Reputation: 13
Having some trouble figuring out the logic for a ruby word count. My goal is to pass in some text, and get the total count of a certain category of words as defined in an array. So if I gave the following variables, I'd want to find out the fraction of words mentioned that have anything to do with fruit:
content = "I went to the store today, and I bought apples, eggs, bananas,
yogurt, bacon, spices, milk, oranges, and a pineapple. I also had a fruit
smoothie and picked up some replacement Apple earbuds."
fruit = ["apple", "banana", "fruit", "kiwi", "orange", "pear", "pineapple", "watermelon"]
(I realize plural/singular is not consistent; just an example). Here's the code I've been trying:
content.strip
contentarray = content.downcase.split(/[^a-zA-Z]/)
contentarray.delete("")
total_wordcount = contentarray.size
IRB Test:
contentarray.grep("and")
=> ["and", "and", "and"]
contentarray.grep("and").count
=> 3
So then I try:
fruit.each do |i|
contentarray.grep(i).count
end
=> ["apple", "banana", "fruit", "kiwi", "orange", "pear", "pineapple", "watermelon"]
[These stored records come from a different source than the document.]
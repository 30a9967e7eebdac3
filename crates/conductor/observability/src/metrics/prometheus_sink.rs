//! Prometheus-backed metrics sink

use prometheus::{
    Encoder, GaugeVec, HistogramOpts, HistogramVec, IntCounterVec, Opts, Registry, TextEncoder,
};

use super::sink::{MetricSample, MetricsSink};
use crate::error::{ObservabilityError, Result};

const LABELS: &[&str] = &["domain", "type"];

/// Forwards samples into a Prometheus registry.
///
/// Each `(domain, type)` pair gets a sample counter, a value histogram and a
/// last-value gauge.
pub struct PrometheusMetricsSink {
    registry: Registry,
    samples_total: IntCounterVec,
    values: HistogramVec,
    last_value: GaugeVec,
}

impl PrometheusMetricsSink {
    /// Create the collectors and register them on a fresh registry
    pub fn new() -> Result<Self> {
        Self::with_registry(Registry::new())
    }

    /// Create the collectors and register them on `registry`
    pub fn with_registry(registry: Registry) -> Result<Self> {
        let samples_total = IntCounterVec::new(
            Opts::new("conductor_metric_samples_total", "Metric samples recorded"),
            LABELS,
        )?;
        registry.register(Box::new(samples_total.clone()))?;

        let values = HistogramVec::new(
            HistogramOpts::new("conductor_metric_value", "Distribution of recorded values")
                .buckets(vec![0.0, 1.0, 5.0, 10.0, 50.0, 100.0, 500.0, 1000.0, 5000.0]),
            LABELS,
        )?;
        registry.register(Box::new(values.clone()))?;

        let last_value = GaugeVec::new(
            Opts::new("conductor_metric_last_value", "Most recent recorded value"),
            LABELS,
        )?;
        registry.register(Box::new(last_value.clone()))?;

        Ok(Self {
            registry,
            samples_total,
            values,
            last_value,
        })
    }

    pub fn registry(&self) -> &Registry {
        &self.registry
    }

    /// Render all metrics in the Prometheus text exposition format
    pub fn export(&self) -> Result<String> {
        let encoder = TextEncoder::new();
        let families = self.registry.gather();
        let mut buffer = Vec::new();
        encoder.encode(&families, &mut buffer)?;
        String::from_utf8(buffer).map_err(|e| ObservabilityError::Export(e.to_string()))
    }
}

impl MetricsSink for PrometheusMetricsSink {
    fn record(&self, sample: MetricSample) {
        let labels = [sample.domain.as_str(), sample.metric_type.as_str()];
        self.samples_total.with_label_values(&labels).inc();
        self.values.with_label_values(&labels).observe(sample.value);
        self.last_value.with_label_values(&labels).set(sample.value);
    }
}

#[cfg(test)]
mod tests {
    use super::*;
    use crate::metrics::sink::MetricDomain;

    #[test]
    fn records_and_exports() {
        let sink = PrometheusMetricsSink::new().unwrap();
        sink.record(MetricSample::performance("lock_wait", 12.0));
        sink.record(MetricSample::performance("lock_wait", 4.0));
        sink.record(MetricSample::new(MetricDomain::Usage, "event_emit", 1.0));

        let text = sink.export().unwrap();
        assert!(text.contains("conductor_metric_samples_total"));
        assert!(text.contains("type=\"lock_wait\""));
        assert!(text.contains("domain=\"usage\""));
    }

    #[test]
    fn duplicate_registration_is_an_error() {
        let registry = Registry::new();
        let _first = PrometheusMetricsSink::with_registry(registry.clone()).unwrap();
        assert!(PrometheusMetricsSink::with_registry(registry).is_err());
    }
}
//! Snapshot storage backends.

mod memory;
mod traits;

pub use memory::InMemorySnapshotStorage;
pub use traits::SnapshotStorage;
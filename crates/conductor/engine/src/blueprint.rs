//! Workflow definitions and the executable sequences built from them.

use std::collections::HashMap;

use conductor_types::{RoutingPath, StateUpdate, StepConfig, StepId, WorkflowId};

use crate::error::{EngineError, Result};
use crate::executor::SharedExecutor;

/// Everything needed to (re)initialize a workflow.
#[derive(Clone, Default)]
pub struct WorkflowBlueprint {
    pub steps: Vec<StepConfig>,
    pub executors: HashMap<StepId, SharedExecutor>,
    pub routing_paths: Vec<RoutingPath>,
    /// Merged over the fresh `pending` state.
    pub initial_state: StateUpdate,
}

impl WorkflowBlueprint {
    pub fn new(steps: Vec<StepConfig>) -> Self {
        Self {
            steps,
            ..Default::default()
        }
    }

    pub fn with_executor(mut self, step_id: impl Into<String>, executor: SharedExecutor) -> Self {
        self.executors.insert(StepId::new(step_id), executor);
        self
    }

    pub fn with_routing_path(mut self, path: RoutingPath) -> Self {
        self.routing_paths.push(path);
        self
    }

    pub fn with_initial_state(mut self, update: StateUpdate) -> Self {
        self.initial_state = update;
        self
    }

    /// Check that executors and routing only reference declared steps.
    pub(crate) fn check_references(&self) -> Result<()> {
        let known = |id: &StepId| self.steps.iter().any(|s| &s.id == id);

        if let Some(id) = self.executors.keys().find(|id| !known(id)) {
            return Err(EngineError::StepNotFound(id.clone()));
        }
        for path in &self.routing_paths {
            if !known(&path.source_step_id) {
                return Err(EngineError::StepNotFound(path.source_step_id.clone()));
            }
            if let Some(rule) = path.rules.iter().find(|r| !known(&r.target_step_id)) {
                return Err(EngineError::StepNotFound(rule.target_step_id.clone()));
            }
        }
        Ok(())
    }
}

/// Executors laid out in step order. A `None` slot is skipped at run time.
#[derive(Clone)]
pub(crate) struct ExecutableSequence {
    slots: Vec<Option<SharedExecutor>>,
}

impl ExecutableSequence {
    pub(crate) fn build(workflow_id: &WorkflowId, blueprint: &WorkflowBlueprint) -> Result<Self> {
        let slots: Vec<_> = blueprint
            .steps
            .iter()
            .map(|step| blueprint.executors.get(&step.id).cloned())
            .collect();

        if slots.iter().all(Option::is_none) {
            return Err(EngineError::NoExecutableSteps(workflow_id.clone()));
        }
        Ok(Self { slots })
    }

    pub(crate) fn executor_at(&self, index: usize) -> Option<&SharedExecutor> {
        self.slots.get(index).and_then(Option::as_ref)
    }

    pub(crate) fn executable_count(&self) -> usize {
        self.slots.iter().filter(|s| s.is_some()).count()
    }
}

#[cfg(test)]
mod tests {
    use super::*;
    use crate::executor::executor_fn;
    use conductor_types::RoutingRule;
    use serde_json::Value;

    fn echo() -> SharedExecutor {
        executor_fn(|v: Value| async move { Ok(v) })
    }

    fn steps() -> Vec<StepConfig> {
        vec![
            StepConfig::new("s1", "One", "first"),
            StepConfig::new("s2", "Two", "second").depends_on("s1"),
        ]
    }

    #[test]
    fn sequence_needs_one_executor() {
        let wf = WorkflowId::new("wf1");
        let empty = WorkflowBlueprint::new(steps());
        assert!(matches!(
            ExecutableSequence::build(&wf, &empty),
            Err(EngineError::NoExecutableSteps(_))
        ));

        let partial = WorkflowBlueprint::new(steps()).with_executor("s2", echo());
        let seq = ExecutableSequence::build(&wf, &partial).unwrap();
        assert_eq!(seq.executable_count(), 1);
        assert!(seq.executor_at(0).is_none());
        assert!(seq.executor_at(1).is_some());
        assert!(seq.executor_at(2).is_none());
    }

    #[test]
    fn references_must_exist() {
        let bad_executor = WorkflowBlueprint::new(steps()).with_executor("s9", echo());
        assert!(matches!(
            bad_executor.check_references(),
            Err(EngineError::StepNotFound(id)) if id.as_str() == "s9"
        ));

        let bad_target = WorkflowBlueprint::new(steps())
            .with_routing_path(RoutingPath::new("p", "s1").with_rule(RoutingRule::new("r", 1, "s7")));
        assert!(bad_target.check_references().is_err());

        let ok = WorkflowBlueprint::new(steps())
            .with_executor("s1", echo())
            .with_routing_path(RoutingPath::new("p", "s1").with_rule(RoutingRule::new("r", 1, "s2")));
        assert!(ok.check_references().is_ok());
    }
}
It just returns the array, no counts. I would add them all up after if it returned any numbers. The goal is to end up with:
fruitwordcount
=> 6 / 33
or
=> .1818181
I've tried searching and found a lot of methods saying to convert the content array to a hash count occurrences as many tutorials do, but that gives the count of every single word when I need the counts of only a subset. I can't seem to find a good way to search an array or string of words by an array of strings. I found a few articles saying to use a histogram from the Multiset gem, but that's still giving every word. Any help would be very much appreciated; please forgive my n00bery.
Upvotes: 0
Views: 141
Reputation: 10406
To get just the fruits get your array - contentarray.keep_if{|x| fruit.include?(x) }
then turn it into a hash count in the way you've found tutorials do.
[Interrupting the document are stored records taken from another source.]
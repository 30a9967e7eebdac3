//! Conductor workflow manager.
//!
//! The [`WorkflowManager`] drives workflows through their lifecycle on top
//! of the other Conductor components:
//!
//! - `conductor-state` holds workflow state and snapshots
//! - `conductor-events` validates and delivers lifecycle events
//! - `conductor-sync` provides the workflow lock and conditional routing
//! - `conductor-validation` checks step definitions before anything runs
//!
//! Workflows are described by a [`WorkflowBlueprint`]: step configurations,
//! one [`StepExecutor`] per runnable step, and optional routing paths. Every
//! public operation returns a [`HandlerResult`] carrying
//! [`OperationMetadata`] on both arms.
//!
//! ```ignore
//! let manager = WorkflowManager::builder()
//!     .with_config(EngineConfig::load(None)?)
//!     .build();
//!
//! let blueprint = WorkflowBlueprint::new(steps)
//!     .with_executor("fetch", fetch)
//!     .with_executor("summarize", summarize);
//! manager.initialize_workflow(&id, blueprint).await?;
//! let state = manager.start_workflow(&id, json!({"url": url})).await?.into_value();
//! ```

#![deny(unsafe_code)]

pub mod blueprint;
pub mod builder;
pub mod collaborators;
pub mod config;
pub mod error;
pub mod executor;
pub mod manager;
pub mod result;
pub mod tasks;

pub use blueprint::WorkflowBlueprint;
pub use builder::WorkflowManagerBuilder;
pub use collaborators::{AgentError, AgentPool, AlwaysAvailablePool, NoopTaskBackend, TaskBackend};
pub use config::{EngineConfig, ExecutionConfig, SnapshotConfig};
pub use error::{EngineError, Result};
pub use executor::{executor_fn, ExecutionError, FnExecutor, SharedExecutor, StepExecutor};
pub use manager::WorkflowManager;
pub use result::{Handled, HandlerFailure, HandlerResult, OperationMetadata};
pub use tasks::{TaskErrorNotification, TaskStatusChange};

pub use conductor_observability::{init_tracing, LoggingConfig};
Or just use inject on the contentarray
to build the hash
contentarray.inject(Hash.new(0)) do |result, element|
if fruit.include?(element)
result[element] += 1
end
result
end
Hash.new(0)
sets the default value to 0 so we can just add one
Upvotes: 0
Reputation: 1133
array#each returns the array itself as per ruby docs.
You probably want to try to give some of the other methods a try. Especially count and map look promising:
fruit.map do |f|
contentarray.count{|content| content == f}
end
Upvotes: 0
Reputation: 1681
It's because the each
method just iterates and executes the block. Use map
or collect
to execute the block and return an array.
result = fruit.map { |i| counterarray.grep(i).count }
Upvotes: 0
Reputation: 121000
Fruit#each
just iterates the fruits, while you likely want to collect value. map
comes to the rescue:
result = fruit.map do |i|
[i, contentarray.grep(i).count]
end
Whether you need a hash of fruit ⇒ count
, it’s simple:
result = Hash[result]
Hope it helps.
Upvotes: 1
Reputation: 7262
The method you are looking for is map
, not each
: each
executes the block for each element in the array, and then returns the original array. map
creates a new array containing the values returned by the block.
fruit.map do |i|
contentarray.grep(i).count
end
=> [1, 0, 1, 0, 0, 0, 1, 0]
Upvotes: 0